The House voted 173-27 on Friday, hours after the Senate voted 43-7. The package was unveiled a day earlier, after being negotiated in secret. Democratic Governor Tom Wolf supports it, but has yet to say whether he'll sign it if lawmakers can't figure out a spending plan.

Both chambers recessed until at least Wednesday, and lawmakers say they'll try next week to find $2 billion-plus to cover the shortfall.

The governor's office says spending is virtually flat under the package. Counting the amounts above the last approved budget of $31.5 billion, the increase is nearly 3 percent. Meanwhile, hundreds of millions of dollars in aid to universities is awaiting passage until lawmakers pass a revenue plan.

An earlier story appears below.

(Harrisburg) -- A $32 billion budget package that sends more money to Pennsylvania's schools and services for the intellectually disabled while making big savings bets shuffled closer to the governor's desk Friday, although some lawmakers predicted that the hardest part of paying for it has yet to come.

Democratic Governor Tom Wolf supports the spending plan, but has yet to say how he would handle an unbalanced budget bill. The main appropriations bill passed the Senate, 43-7, on Friday, the last day of the fiscal year. A House vote was expected within hours.
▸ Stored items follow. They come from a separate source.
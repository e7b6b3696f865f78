//! Biobank Client - HTTP access to the biobank backend
//!
//! Provides [`HttpRestClient`], the `reqwest` implementation of the
//! [`biobank_core::RestClient`] seam, and [`ClientConfig`] for reading
//! connection settings from the environment.

pub mod config;
pub mod error;
pub mod http;

pub use config::{ClientConfig, ConfigError};
pub use error::{ClientError, ClientResult};
pub use http::HttpRestClient;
Meanwhile, lawmakers prepared to return to the Capitol next week to hash out a plan to come up with more than $2 billion to cover a two-year projected shortfall.

"There's another big piece of this that needs to be finished, right?" Senator Judy Schwank, D-Berks, said during floor comments before voting for the budget bill. "This isn't the way we normally pay our bills at home, or spend. We make sure that we've got the money first before we do this, we all know that, but now the really hard work is coming."

The governor's office says spending is virtually flat under the package. Counting the amounts above the last approved budget of $31.5 billion, the increase is nearly 3 percent.

Public schools straining with rising pension costs get a small increase of $100 million, or 2 percent, while the state's pension obligations also drove spending higher.

Services for adults with intellectual disabilities or autism are getting a big boost, in part to whittle down an emergency waiting list for in-home care services and bump pay for the first time in at least five years for people who work with the intellectually disabled.

Many other services will see no increase, while the plan asks Wolf's administration to find savings across its agency administrative budgets and in the Medicaid program that, including federal dollars, costs $30 billion and gives medical care to nearly one-in-four Pennsylvanians.

It also anticipates savings from a shrinking prison population, reversing years of cost growth.

For the second straight year, the Republican-controlled Legislature set itself up to send an on-time, bipartisan spending package to Wolf, but with no settled plan on how to pay for huge parts of it.

Last year, Wolf let the plan become law without his signature when the 10-day signing period expired, and lawmakers delivered a $1.3 billion funding package three days later.

The state government's entrenched post-recession deficit is aggravated this year by its biggest cash shortfall since 2010, sending anti-tax Republican majority leaders in search of ways to borrow a substantial chunk of the missing money.

That brought some criticism from lawmakers.

"I think it's wonderful that we provide services to people, but let's be upfront, let's be honest, let's tell people how we're going to pay for those services," Senator Andy Dinniman, D-Chester, said during floor debate before voting against it. "Everyone wants something, but no one wants to pay for something, and when you have a borrow-and-spend budget, we as a Legislature are doing exactly that."

Senator Tom Killion, R-Delaware, called the borrowing plan "Duct tape and Band-Aids."

The spending figure in the just-unveiled budget package falls between what Democratic Governor Tom Wolf had sought in his February proposal and what the House passed in April, strictly with Republican support.